The broad range of routes-to-market may be a good sign for startups vying to get their real estate in the plant-based space. Beyond Meat has largely focused on getting packaged products into supermarkets, while Impossible Foods has targeted restaurant partners like Burger King.

That’s assuming that the plant-based industry maintains its momentum — which may not be as inevitable as some hope — and expands into other segments. So far, plant-based startups have mainly managed to replace ground beef, which may be the fodder of countless popular dishes but that leaves poultry, pork, and seafood largely in the lurch. Chipotle recently announced that it has no plans to add plant-based meat describing the offerings as too processed for its fresh-focused platform.

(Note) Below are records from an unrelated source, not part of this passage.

//! The api handler.

use std::time::Duration;

use async_trait::async_trait;
use serde_json::Value;
use tokio_util::sync::CancellationToken;
use tracing::debug;
use weft_workflow::{Block, BlockKind};

use crate::error::HandlerError;
use crate::handler::{BlockHandler, HandlerOutput};
use crate::scope::HandlerScope;

const DEFAULT_TIMEOUT_MS: u64 = 30_000;

/// Performs the HTTP request an api block describes.
///
/// Network errors are retryable; 5xx responses are retryable; 4xx responses
/// are not. The handler re-attempts retryable failures up to the block's
/// `retries` param (default 0) before surfacing the error.
#[derive(Debug, Clone)]
pub struct ApiHandler {
    client: reqwest::Client,
}

impl ApiHandler {
    /// Create a handler over a shared HTTP client.
    #[must_use]
    pub fn new(client: reqwest::Client) -> Self {
        Self { client }
    }

    async fn attempt(
        &self,
        method: &reqwest::Method,
        url: &str,
        headers: &[(String, String)],
        body: Option<&Value>,
        timeout: Duration,
    ) -> Result<Value, HandlerError> {
        let mut request = self
            .client
            .request(method.clone(), url)
            .timeout(timeout);
        for (key, value) in headers {
            request = request.header(key, value);
        }
        if let Some(body) = body {
            request = match body {
                Value::String(raw) => request.body(raw.clone()),
                other => request.json(other),
            };
        }

        let response = request
            .send()
            .await
            .map_err(|e| HandlerError::retryable(format!("request to {url} failed: {e}")))?;

        let status = response.status();
        let mut header_map = serde_json::Map::new();
        for (name, value) in response.headers() {
            header_map.insert(
                name.as_str().to_owned(),
                Value::String(String::from_utf8_lossy(value.as_bytes()).into_owned()),
            );
        }

        let text = response
            .text()
            .await
            .map_err(|e| HandlerError::retryable(format!("reading response body failed: {e}")))?;
        let data = serde_json::from_str::<Value>(&text).unwrap_or(Value::String(text));

        if status.is_server_error() {
            return Err(HandlerError::retryable(format!(
                "{url} answered {status}"
            )));
        }
        if status.is_client_error() {
            return Err(HandlerError::fatal(format!("{url} answered {status}")));
        }

        Ok(serde_json::json!({
            "data": data,
            "status": status.as_u16(),
            "headers": Value::Object(header_map),
        }))
    }
}

#[async_trait]
impl BlockHandler for ApiHandler {
    fn can_handle(&self, block: &Block) -> bool {
        block.kind == BlockKind::Api
    }

    async fn execute(
        &self,
        block: &Block,
        resolved: Value,
        _scope: &HandlerScope,
        cancel: CancellationToken,
    ) -> Result<HandlerOutput, HandlerError> {
        let url = resolved
            .get("url")
            .and_then(Value::as_str)
            .ok_or_else(|| HandlerError::fatal("api block has no `url` param"))?;

        let method_str = resolved
            .get("method")
            .and_then(Value::as_str)
            .unwrap_or("GET");
        let method = reqwest::Method::from_bytes(method_str.to_uppercase().as_bytes())
            .map_err(|_| HandlerError::fatal(format!("invalid http method: {method_str}")))?;

        let headers = parse_headers(resolved.get("headers"))?;
        let body = resolved.get("body").filter(|v| !v.is_null());
        let retries = resolved
            .get("retries")
            .and_then(Value::as_u64)
            .unwrap_or(0);
        let timeout = Duration::from_millis(
            resolved
                .get("timeoutMs")
                .and_then(Value::as_u64)
                .unwrap_or(DEFAULT_TIMEOUT_MS),
        );

        let mut attempt = 0;
        loop {
            if cancel.is_cancelled() {
                return Err(HandlerError::Cancelled);
            }

            match self.attempt(&method, url, &headers, body, timeout).await {
                Ok(output) => return Ok(output.into()),
                Err(err) if err.is_retryable() && attempt < retries => {
                    attempt += 1;
                    debug!(block = %block.id, attempt, "retrying api request: {err}");
                }
                Err(err) => return Err(err),
            }
        }
    }
}

/// Headers arrive either as an object or as a `[{key, value}]` sequence.
fn parse_headers(value: Option<&Value>) -> Result<Vec<(String, String)>, HandlerError> {
    let Some(value) = value else {
        return Ok(Vec::new());
    };
    match value {
        Value::Null => Ok(Vec::new()),
        Value::Object(map) => Ok(map
            .iter()
            .map(|(k, v)| (k.clone(), stringify(v)))
            .collect()),
        Value::Array(items) => {
            let mut headers = Vec::with_capacity(items.len());
            for item in items {
                let (Some(key), Some(val)) = (item.get("key"), item.get("value")) else {
                    return Err(HandlerError::fatal(
                        "api header entries need `key` and `value` fields",
                    ));
                };
                headers.push((stringify(key), stringify(val)));
            }
            Ok(headers)
        }
        _ => Err(HandlerError::fatal(
            "api `headers` must be an object or an array of {key, value}",
        )),
    }
}

fn stringify(value: &Value) -> String {
    match value {
        Value::String(s) => s.clone(),
        other => other.to_string(),
    }
}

And there’s the fact that only 5% of the US population is vegetarian and only 3% is vegan. One of the main marketing platforms for plant-based meat alternatives is that livestock production is one of the primary contributors to climate change (we dug into the often mischaracterized stats here) and that consumers need to eat far less meat in order to save the planet.

When it comes to describing SBP’s target consumer, Rawal’s marketing chops shine. 

“We aren’t necessarily trying to convince meat-eaters to go meatless. I’ve been in the food business a long time and I’ve learned over and over that you can take a position like Impossible Foods, but you can also sometimes have a broader impact if you focus on helping people to make small steps and changes.”

Startups hoping to venture into the plant-based protein Superbowl have a lot of big decisions to make when it comes to making their debut and their route to market. 

For SBP, nothing is off the table at the moment. 

“You may see it in more than one category. We are now looking at the road to commercialization and figuring out where the white spaces are,” Rawal says. “Do you go where the big guns have already gone, or do you carve out something unique?”